%%

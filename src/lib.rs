//! hitlens - Resilient Hit Prediction Client
//!
//! Client for a track-statistics service: validates a track's 13 audio
//! features, requests a hit/miss prediction, then looks up similar tracks.
//!
//! ## Core Features
//!
//! - **Validation**: per-field closed ranges, checked before any request
//! - **Resilient Client**: 10s per-attempt timeout, 3 attempts, 1s/2s backoff
//! - **Isolated Stages**: a failed similar-track lookup never discards a
//!   prediction
//! - **Normalized Errors**: one user-safe message per failure, full detail in
//!   logs
//!
//! ## Quick Start
//!
//! ```ignore
//! use hitlens::{FeatureRecord, PredictionApi, SubmitOutcome, WorkflowOrchestrator};
//!
//! let api = PredictionApi::connect("http://localhost:5000/api")?;
//! let orchestrator = WorkflowOrchestrator::new(api);
//! if let SubmitOutcome::Finished(state) = orchestrator.submit(&record).await {
//!     println!("{:?} / {:?}", state.prediction(), state.similar_tracks());
//! }
//! ```
//!
//! ## Modules
//!
//! - [`types`]: feature record, service payloads, error taxonomy
//! - [`validation`]: per-field range checks
//! - [`client`]: transport, retry strategy, resilient client, typed API
//! - [`workflow`]: two-stage state machine and orchestrator
//! - [`config`]: layered configuration

pub mod cli;
pub mod client;
pub mod config;
pub mod constants;
pub mod types;
pub mod validation;
pub mod workflow;

// =============================================================================
// Core Re-exports
// =============================================================================

// Configuration
pub use config::{Config, ConfigLoader};

// Error Types
pub use types::error::{FailureCategory, HitlensError, RequestFailure, Result};

// Domain
pub use types::{FeatureField, FeatureRecord, PredictionOutcome, SimilarTrack, TrackFeatures};
pub use validation::{ValidationResult, validate_all, validate_field};

// =============================================================================
// Client & Workflow Re-exports
// =============================================================================

pub use client::{PredictionApi, ResilientHttpClient, RetryPolicy, with_timeout};
pub use workflow::{SubmitOutcome, WorkflowOrchestrator, WorkflowState};
//! Validate Command
//!
//! Check feature values locally, without contacting the service.

use super::input::FeatureArgs;
use crate::cli::ui::Output;
use crate::types::{HitlensError, Result};
use crate::validation::validate_all;

pub fn run(args: &FeatureArgs) -> Result<()> {
    let output = Output::new();
    let record = args.to_record()?;
    let errors = validate_all(&record);

    output.field_report(&errors);

    if errors.is_empty() {
        output.success("All features valid, ready to submit");
        Ok(())
    } else {
        Err(HitlensError::incomplete_submission(errors.len()))
    }
}
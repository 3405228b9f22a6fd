//! CLI Common Utilities
//!
//! Shared context for command handlers: resolved configuration and the
//! service client built from it.

use tracing::debug;

use crate::client::PredictionApi;
use crate::config::{Config, ConfigLoader};
use crate::types::Result;
use crate::workflow::WorkflowOrchestrator;

/// Command execution context
#[derive(Debug, Clone)]
pub struct CommandContext {
    /// Loaded configuration, CLI overrides applied
    pub config: Config,
}

impl CommandContext {
    /// Load configuration and apply `--api-url`, which wins over every
    /// other source.
    pub fn load(api_url: Option<&str>) -> Result<Self> {
        let config = ConfigLoader::load()?;
        Self::from_config(config, api_url)
    }

    pub fn from_config(mut config: Config, api_url: Option<&str>) -> Result<Self> {
        if let Some(url) = api_url {
            debug!(url, "API base URL overridden from command line");
            config.api.base_url = url.to_string();
            config.validate()?;
        }
        Ok(Self { config })
    }

    pub fn api(&self) -> Result<PredictionApi> {
        PredictionApi::connect(&self.config.api.base_url)
    }

    pub fn orchestrator(&self) -> Result<WorkflowOrchestrator> {
        Ok(WorkflowOrchestrator::new(self.api()?)
            .with_recommendations(self.config.workflow.recommendations))
    }
}

#[cfg(test)]
mod tests {
    use super::*;
    use crate::types::HitlensError;

    #[test]
    fn test_api_url_override() {
        let ctx =
            CommandContext::from_config(Config::default(), Some("http://10.0.0.5:5000/api")).unwrap();
        assert_eq!(ctx.config.api.base_url, "http://10.0.0.5:5000/api");
        assert!(ctx.api().is_ok());
    }

    #[test]
    fn test_invalid_override_rejected() {
        let err = CommandContext::from_config(Config::default(), Some("not a url")).unwrap_err();
        assert!(matches!(err, HitlensError::Config(_)));
    }

    #[test]
    fn test_orchestrator_uses_configured_recommendations() {
        let mut config = Config::default();
        config.workflow.recommendations = 8;
        let ctx = CommandContext::from_config(config, None).unwrap();
        assert_eq!(ctx.orchestrator().unwrap().recommendations(), 8);
    }
}
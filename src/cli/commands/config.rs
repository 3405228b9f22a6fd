//! Config Command
//!
//! Inspect hitlens configuration.
//!
//! Usage:
//!   hitlens config show [-f json|toml]
//!   hitlens config path

use console::style;

use crate::cli::util::CommandContext;
use crate::config::{ConfigFormat, ConfigLoader};
use crate::constants::network::BASE_URL_ENV;
use crate::types::Result;

/// Show the effective configuration (all sources merged)
pub fn show(ctx: &CommandContext, format: ConfigFormat) -> Result<()> {
    println!("{}", ConfigLoader::render(&ctx.config, format)?);
    Ok(())
}

/// Show configuration paths
pub fn path() -> Result<()> {
    println!("Configuration paths:");
    println!();

    for (scope, path, exists) in ConfigLoader::describe_paths() {
        let mark = if exists {
            style("✓").green()
        } else {
            style("✗").dim()
        };
        match path {
            Some(path) => println!("  {:<8} {} {}", format!("{}:", scope), mark, path.display()),
            None => println!("  {:<8} (not available)", format!("{}:", scope)),
        }
    }

    let env_state = if std::env::var_os(BASE_URL_ENV).is_some() {
        "set"
    } else {
        "unset"
    };
    println!("  {:<8} {} ({})", "Env:", BASE_URL_ENV, env_state);
    Ok(())
}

%%

■ Action item
All records shown above must be set down again verbatim.

■ The completed task
filename src/lib.rs
//! hitlens - Resilient Hit Prediction Client
//!
//! Client for a track-statistics service: validates a track's 13 audio
//! features, requests a hit/miss prediction, then looks up similar tracks.
//!
//! ## Core Features
//!
//! - **Validation**: per-field closed ranges, checked before any request
//! - **Resilient Client**: 10s per-attempt timeout, 3 attempts, 1s/2s backoff
//! - **Isolated Stages**: a failed similar-track lookup never discards a
//!   prediction
//! - **Normalized Errors**: one user-safe message per failure, full detail in
//!   logs
//!
//! ## Quick Start
//!
//! ```ignore
//! use hitlens::{FeatureRecord, PredictionApi, SubmitOutcome, WorkflowOrchestrator};
//!
//! let api = PredictionApi::connect("http://localhost:5000/api")?;
//! let orchestrator = WorkflowOrchestrator::new(api);
//! if let SubmitOutcome::Finished(state) = orchestrator.submit(&record).await {
//!     println!("{:?} / {:?}", state.prediction(), state.similar_tracks());
//! }
//! ```
//!
//! ## Modules
//!
//! - [`types`]: feature record, service payloads, error taxonomy
//! - [`validation`]: per-field range checks
//! - [`client`]: transport, retry strategy, resilient client, typed API
//! - [`workflow`]: two-stage state machine and orchestrator
//! - [`config`]: layered configuration

pub mod cli;
pub mod client;
pub mod config;
pub mod constants;
pub mod types;
pub mod validation;
pub mod workflow;

// =============================================================================
// Core Re-exports
// =============================================================================

// Configuration
pub use config::{Config, ConfigLoader};

// Error Types
pub use types::error::{FailureCategory, HitlensError, RequestFailure, Result};

// Domain
pub use types::{FeatureField, FeatureRecord, PredictionOutcome, SimilarTrack, TrackFeatures};
pub use validation::{ValidationResult, validate_all, validate_field};

// =============================================================================
// Client & Workflow Re-exports
// =============================================================================

pub use client::{PredictionApi, ResilientHttpClient, RetryPolicy, with_timeout};
pub use workflow::{SubmitOutcome, WorkflowOrchestrator, WorkflowState};
//! Validate Command
//!
//! Check feature values locally, without contacting the service.

use super::input::FeatureArgs;
use crate::cli::ui::Output;
use crate::types::{HitlensError, Result};
use crate::validation::validate_all;

pub fn run(args: &FeatureArgs) -> Result<()> {
    let output = Output::new();
    let record = args.to_record()?;
    let errors = validate_all(&record);

    output.field_report(&errors);

    if errors.is_empty() {
        output.success("All features valid, ready to submit");
        Ok(())
    } else {
        Err(HitlensError::incomplete_submission(errors.len()))
    }
}
repository 3405228b9f22a6fd
//! CLI Common Utilities
//!
//! Shared context for command handlers: resolved configuration and the
//! service client built from it.

use tracing::debug;

use crate::client::PredictionApi;
use crate::config::{Config, ConfigLoader};
use crate::types::Result;
use crate::workflow::WorkflowOrchestrator;

/// Command execution context
#[derive(Debug, Clone)]
pub struct CommandContext {
    /// Loaded configuration, CLI overrides applied
    pub config: Config,
}

impl CommandContext {
    /// Load configuration and apply `--api-url`, which wins over every
    /// other source.
    pub fn load(api_url: Option<&str>) -> Result<Self> {
        let config = ConfigLoader::load()?;
        Self::from_config(config, api_url)
    }

    pub fn from_config(mut config: Config, api_url: Option<&str>) -> Result<Self> {
        if let Some(url) = api_url {
            debug!(url, "API base URL overridden from command line");
            config.api.base_url = url.to_string();
            config.validate()?;
        }
        Ok(Self { config })
    }

    pub fn api(&self) -> Result<PredictionApi> {
        PredictionApi::connect(&self.config.api.base_url)
    }

    pub fn orchestrator(&self) -> Result<WorkflowOrchestrator> {
        Ok(WorkflowOrchestrator::new(self.api()?)
            .with_recommendations(self.config.workflow.recommendations))
    }
}

#[cfg(test)]
mod tests {
    use super::*;
    use crate::types::HitlensError;

    #[test]
    fn test_api_url_override() {
        let ctx =
            CommandContext::from_config(Config::default(), Some("http://10.0.0.5:5000/api")).unwrap();
        assert_eq!(ctx.config.api.base_url, "http://10.0.0.5:5000/api");
        assert!(ctx.api().is_ok());
    }

    #[test]
    fn test_invalid_override_rejected() {
        let err = CommandContext::from_config(Config::default(), Some("not a url")).unwrap_err();
        assert!(matches!(err, HitlensError::Config(_)));
    }

    #[test]
    fn test_orchestrator_uses_configured_recommendations() {
        let mut config = Config::default();
        config.workflow.recommendations = 8;
        let ctx = CommandContext::from_config(config, None).unwrap();
        assert_eq!(ctx.orchestrator().unwrap().recommendations(), 8);
    }
}
filename src/cli/commands/config.rs
repository 3405228b9f22a6fd
//! Config Command
//!
//! Inspect hitlens configuration.
//!
//! Usage:
//!   hitlens config show [-f json|toml]
//!   hitlens config path

use console::style;

use crate::cli::util::CommandContext;
use crate::config::{ConfigFormat, ConfigLoader};
use crate::constants::network::BASE_URL_ENV;
use crate::types::Result;

/// Show the effective configuration (all sources merged)
pub fn show(ctx: &CommandContext, format: ConfigFormat) -> Result<()> {
    println!("{}", ConfigLoader::render(&ctx.config, format)?);
    Ok(())
}

/// Show configuration paths
pub fn path() -> Result<()> {
    println!("Configuration paths:");
    println!();

    for (scope, path, exists) in ConfigLoader::describe_paths() {
        let mark = if exists {
            style("✓").green()
        } else {
            style("✗").dim()
        };
        match path {
            Some(path) => println!("  {:<8} {} {}", format!("{}:", scope), mark, path.display()),
            None => println!("  {:<8} (not available)", format!("{}:", scope)),
        }
    }

    let env_state = if std::env::var_os(BASE_URL_ENV).is_some() {
        "set"
    } else {
        "unset"
    };
    println!("  {:<8} {} ({})", "Env:", BASE_URL_ENV, env_state);
    Ok(())
}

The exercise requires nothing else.